Medicinal plant growers, forest officials should ally: Experts

Medicinal plant growers and forest officials in India must join hands to benefit the country's indigenous treatment systems, experts said Saturday.

New Delhi: Medicinal plant growers and forest officials in India must join hands to benefit the country's indigenous treatment systems, experts said Saturday.

The experts at a workshop held as part of the ongoing World Ayurveda Congress (WAC) in the capital emphasised that such give-and-take can happen only with the spread of administrative awareness that jungles are the primary source of medicinal herbs.

"As 90 percent of the country's herbal-cure products rely on plants found in forests, there is a need for maintaining the right balance between use of medicinal plants and their conservation in the jungles and cultivation in farmlands," said Nilanjan Sanyal, secretary in the Department of Ayush under the health ministry.

On integration between forest officials and medicinal plant growers, Sanyal said the integration of the work of the National Ayush Mission with Ayush as a whole would hugely benefit the nation.

However, he stressed the need for encouraging grassroots-level livelihood programmes for medicinal plant growers.

"We should also promote upkeep of the quality of herbs and standardise them so as to suit the general norms of medical practice," he said.

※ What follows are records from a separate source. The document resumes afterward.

//! Grid geometry and text wrapping for the card sheet.

pub const CARD_WIDTH: u32 = 300;
pub const CARD_HEIGHT: u32 = 450;
pub const GAP: u32 = 24;
pub const PADDING: u32 = 40;

/// Hand-tuned column counts for 1..=12 cards.
const COLUMN_TABLE: [usize; 12] = [1, 2, 3, 2, 3, 3, 4, 4, 3, 4, 4, 4];

/// Columns that keep the sheet roughly landscape for `count` cards.
pub fn calculate_optimal_columns(count: usize) -> usize {
    match count {
        0 => 1,
        1..=12 => COLUMN_TABLE[count - 1],
        n => (n as f64 * 1.5).sqrt().ceil() as usize,
    }
}

#[derive(Debug, Clone, Copy, PartialEq, Eq)]
pub struct GridLayout {
    pub columns: usize,
    pub rows: usize,
    pub width: u32,
    pub height: u32,
}

impl GridLayout {
    pub fn new(count: usize) -> Self {
        let columns = calculate_optimal_columns(count);
        let rows = count.div_ceil(columns).max(1);
        let span = |n: usize, card: u32| PADDING * 2 + n as u32 * card + (n as u32 - 1) * GAP;
        GridLayout {
            columns,
            rows,
            width: span(columns, CARD_WIDTH),
            height: span(rows, CARD_HEIGHT),
        }
    }

    /// Top-left corner of card `index`, filling rows left to right.
    pub fn card_origin(&self, index: usize) -> (f32, f32) {
        let col = (index % self.columns) as u32;
        let row = (index / self.columns) as u32;
        (
            (PADDING + col * (CARD_WIDTH + GAP)) as f32,
            (PADDING + row * (CARD_HEIGHT + GAP)) as f32,
        )
    }
}

/// Greedy word wrap. A word wider than `max_width` gets a line to itself.
pub fn wrap_text(text: &str, max_width: f32, measure: impl Fn(&str) -> f32) -> Vec<String> {
    let mut lines = Vec::new();
    let mut current = String::new();
    for word in text.split_whitespace() {
        if current.is_empty() {
            current.push_str(word);
            continue;
        }
        let candidate = format!("{current} {word}");
        if measure(&candidate) <= max_width {
            current = candidate;
        } else {
            lines.push(std::mem::take(&mut current));
            current.push_str(word);
        }
    }
    if !current.is_empty() {
        lines.push(current);
    }
    lines
}

#[cfg(test)]
mod tests {
    use super::*;

    #[test]
    fn columns_follow_table() {
        assert_eq!(calculate_optimal_columns(0), 1);
        assert_eq!(calculate_optimal_columns(1), 1);
        assert_eq!(calculate_optimal_columns(4), 2);
        assert_eq!(calculate_optimal_columns(9), 3);
        assert_eq!(calculate_optimal_columns(12), 4);
    }

    #[test]
    fn columns_beyond_table_use_sqrt() {
        assert_eq!(calculate_optimal_columns(13), 5);
        assert!(calculate_optimal_columns(13) as f64 >= (13.0f64 * 1.5).sqrt().ceil());
        assert_eq!(calculate_optimal_columns(24), 6);
    }

    #[test]
    fn grid_dimensions() {
        let grid = GridLayout::new(5);
        assert_eq!((grid.columns, grid.rows), (3, 2));
        assert_eq!(grid.width, PADDING * 2 + 3 * CARD_WIDTH + 2 * GAP);
        assert_eq!(grid.height, PADDING * 2 + 2 * CARD_HEIGHT + GAP);
        assert_eq!(grid.card_origin(4), ((PADDING + CARD_WIDTH + GAP) as f32, (PADDING + CARD_HEIGHT + GAP) as f32));

        let empty = GridLayout::new(0);
        assert_eq!((empty.columns, empty.rows), (1, 1));
    }

    #[test]
    fn wraps_greedily() {
        let measure = |s: &str| s.len() as f32;
        assert_eq!(
            wrap_text("the quick brown fox jumps", 10.0, measure),
            vec!["the quick", "brown fox", "jumps"]
        );
        assert_eq!(
            wrap_text("a extraordinarily b", 5.0, measure),
            vec!["a", "extraordinarily", "b"]
        );
        assert!(wrap_text("   ", 10.0, measure).is_empty());
    }
}
use crew_core::config::Config;
use crew_core::scan::Repository;
use std::path::PathBuf;
use std::sync::Arc;
use tokio::sync::Mutex;

/// Shared application state passed to all route handlers.
#[derive(Clone)]
pub struct AppState {
    pub root: PathBuf,
    /// Where definitions are discovered; `None` derives it from the config
    /// on each request.
    pub repository: Option<Repository>,
    /// Held for the whole of an enrichment run so two requests never mint
    /// personas at the same time.
    pub enrich_lock: Arc<Mutex<()>>,
}

impl AppState {
    pub fn new(root: PathBuf) -> Self {
        Self {
            root,
            repository: None,
            enrich_lock: Arc::new(Mutex::new(())),
        }
    }

    pub fn with_repository(root: PathBuf, repository: Repository) -> Self {
        Self {
            repository: Some(repository),
            ..Self::new(root)
        }
    }

    pub fn config(&self) -> anyhow::Result<Config> {
        Ok(Config::load(&self.root)?)
    }

    pub fn repository(&self, config: &Config) -> Repository {
        self.repository
            .clone()
            .unwrap_or_else(|| Repository::for_root(&self.root, config))
    }
}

A recent study by Ayush revealed that there was a high demand for 178 species of herbs used for treatment.

B.S. Sajwan, technical member with the National Green Tribunal, said: "All levels of forestry staff in the country must consider medicinal plants as a key segment of natural resources.

"While conserving biodiversity is essential, it should not be a dampener on the use of herbs that are vital to traditional medicines," he said.

He said there should be efforts to reduce the role of middlemen in local herbal markets.

R.K. Ved from the Foundation for Revitalisation of Local Health Traditions in Bangalore said more than 5,000 of the 6,560 Ayurveda plants were found in forests.

Meenakshi Negi, deputy CEO of the National Medicinal Plants Board, said forest officials should not confine their preservation mission to fauna and general flora.

"Medicinal plants occupy a special place in a health-promoting nation like India," she said.